[Collected data entries]

┌──

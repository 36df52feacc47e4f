//! Hub facade
//!
//! The operations the presentation layer calls. Credentials and the clock
//! are injected; the store is the single source of truth and the
//! broadcaster is told about every committed write.

use chrono::{DateTime, FixedOffset, Offset, Utc};
use ldd_common::api::CredentialCheck;
use ldd_common::time::Clock;
use serde::Serialize;
use std::sync::Arc;
use std::time::Duration;
use tracing::{error, info, warn};
use uuid::Uuid;

use crate::aggregate::{self, TotalsView};
use crate::broadcaster::{Broadcaster, HubEvent, Subscriber, DEFAULT_QUEUE_CAPACITY, KEEP_ALIVE_INTERVAL};
use crate::db::ReadingStore;
use crate::error::{HubError, HubResult};
use crate::model::{IngestRequest, Reading, ReadingBatch};
use crate::trend::{self, DailyTrend, WeeklyHistory};

/// Upper bound on a single history request
pub const MAX_HISTORY_LIMIT: u32 = 1000;

/// Tunables for a [`Hub`]
#[derive(Debug, Clone)]
pub struct HubSettings {
    /// Zone whose midnights bound the weekly days
    pub local_offset: FixedOffset,
    /// Silence after which a live stream emits a keep-alive
    pub keep_alive: Duration,
    /// Rows returned by the history view when no limit is given
    pub history_limit: u32,
    /// Pending events buffered per subscriber
    pub subscriber_queue: usize,
}

impl Default for HubSettings {
    fn default() -> Self {
        Self {
            local_offset: Utc.fix(),
            keep_alive: KEEP_ALIVE_INTERVAL,
            history_limit: 100,
            subscriber_queue: DEFAULT_QUEUE_CAPACITY,
        }
    }
}

/// Credential checks for the two protected operations
#[derive(Clone)]
pub struct Credentials {
    pub ingest: Arc<dyn CredentialCheck>,
    pub admin: Arc<dyn CredentialCheck>,
}

/// Result of a successful ingest
#[derive(Debug, Clone, PartialEq, Serialize)]
pub struct IngestReceipt {
    pub message: String,
    pub timestamp: DateTime<Utc>,
    pub batch_id: Uuid,
    pub rows: usize,
}

/// Core service: ingestion, aggregate and trend views, live updates
pub struct Hub {
    store: Arc<dyn ReadingStore>,
    broadcaster: Broadcaster,
    clock: Arc<dyn Clock>,
    credentials: Credentials,
    settings: HubSettings,
}

impl Hub {
    pub fn new(
        store: Arc<dyn ReadingStore>,
        clock: Arc<dyn Clock>,
        credentials: Credentials,
        settings: HubSettings,
    ) -> Self {
        let broadcaster = Broadcaster::new(settings.subscriber_queue);
        Self {
            store,
            broadcaster,
            clock,
            credentials,
            settings,
        }
    }

    pub fn broadcaster(&self) -> &Broadcaster {
        &self.broadcaster
    }

    pub fn settings(&self) -> &HubSettings {
        &self.settings
    }

    fn authorize(check: &dyn CredentialCheck, credential: Option<&str>, operation: &str) -> HubResult<()> {
        if check.verify(credential) {
            Ok(())
        } else {
            warn!(operation, presented = credential.is_some(), "Rejected credential");
            Err(HubError::Unauthorized)
        }
    }

    /// Ingest a raw JSON body
    ///
    /// The credential is checked before the body is looked at.
    pub async fn ingest_json(&self, credential: Option<&str>, body: &[u8]) -> HubResult<IngestReceipt> {
        Self::authorize(self.credentials.ingest.as_ref(), credential, "ingest")?;
        let request = IngestRequest::from_json_slice(body)?;
        self.store_batch(request).await
    }

    /// Validate, persist and announce one batch of readings
    pub async fn ingest(&self, credential: Option<&str>, request: IngestRequest) -> HubResult<IngestReceipt> {
        Self::authorize(self.credentials.ingest.as_ref(), credential, "ingest")?;
        self.store_batch(request).await
    }

    async fn store_batch(&self, request: IngestRequest) -> HubResult<IngestReceipt> {
        let batch = ReadingBatch::new(request, self.clock.now())?;

        let rows = self.store.insert_batch(&batch).await.map_err(|e| {
            error!(node = batch.node(), "Failed to store batch: {}", e);
            e
        })?;

        info!(
            batch_id = %batch.batch_id(),
            node = batch.node(),
            status = batch.status(),
            rows,
            "Stored readings"
        );

        self.broadcaster.publish(HubEvent::ReadingsIngested {
            batch_id: batch.batch_id(),
            node: batch.node().to_string(),
            rows,
            timestamp: batch.timestamp(),
        });

        Ok(IngestReceipt {
            message: "Data saved.".to_string(),
            timestamp: batch.timestamp(),
            batch_id: batch.batch_id(),
            rows,
        })
    }

    /// Totals per node and category plus the last update instant
    pub async fn totals(&self) -> HubResult<TotalsView> {
        aggregate::compute_totals(self.store.as_ref()).await
    }

    /// Per-minute category percentages for the last 24 hours
    pub async fn daily_trend(&self) -> HubResult<DailyTrend> {
        trend::compute_daily(self.store.as_ref(), self.clock.now()).await
    }

    /// Per-day small/large percentages for the last 7 local days
    pub async fn weekly_history(&self) -> HubResult<WeeklyHistory> {
        trend::compute_weekly(self.store.as_ref(), self.clock.now(), &self.settings.local_offset).await
    }

    /// Most recent readings, newest first
    pub async fn history(&self, limit: Option<u32>) -> HubResult<Vec<Reading>> {
        let limit = limit
            .unwrap_or(self.settings.history_limit)
            .min(MAX_HISTORY_LIMIT);
        self.store.recent_readings(limit).await
    }

    /// Wipe all readings and the last-update marker
    pub async fn reset(&self, credential: Option<&str>) -> HubResult<()> {
        Self::authorize(self.credentials.admin.as_ref(), credential, "reset")?;

        self.store.reset().await.map_err(|e| {
            error!("Failed to reset reading store: {}", e);
            e
        })?;
        info!("Reading store reset");

        self.broadcaster.publish(HubEvent::ReadingsReset {
            timestamp: self.clock.now(),
        });
        Ok(())
    }

    /// Register a live-view subscriber
    pub fn open_live_stream(&self) -> Subscriber {
        let subscriber = self.broadcaster.subscribe();
        info!(
            subscriber = subscriber.id(),
            subscribers = self.broadcaster.subscriber_count(),
            "Live stream opened"
        );
        subscriber
    }
}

└──

What you have to do –
Going back over the entries above, copy word for word every line from the one that has "use crate::db::ReadingStore;" on through the one that has "pub struct HubSettings".

Output for this task –
use crate::db::ReadingStore;
use crate::error::{HubError, HubResult};
use crate::model::{IngestRequest, Reading, ReadingBatch};
use crate::trend::{self, DailyTrend, WeeklyHistory};

/// Upper bound on a single history request
pub const MAX_HISTORY_LIMIT: u32 = 1000;

/// Tunables for a [`Hub`]
#[derive(Debug, Clone)]
pub struct HubSettings {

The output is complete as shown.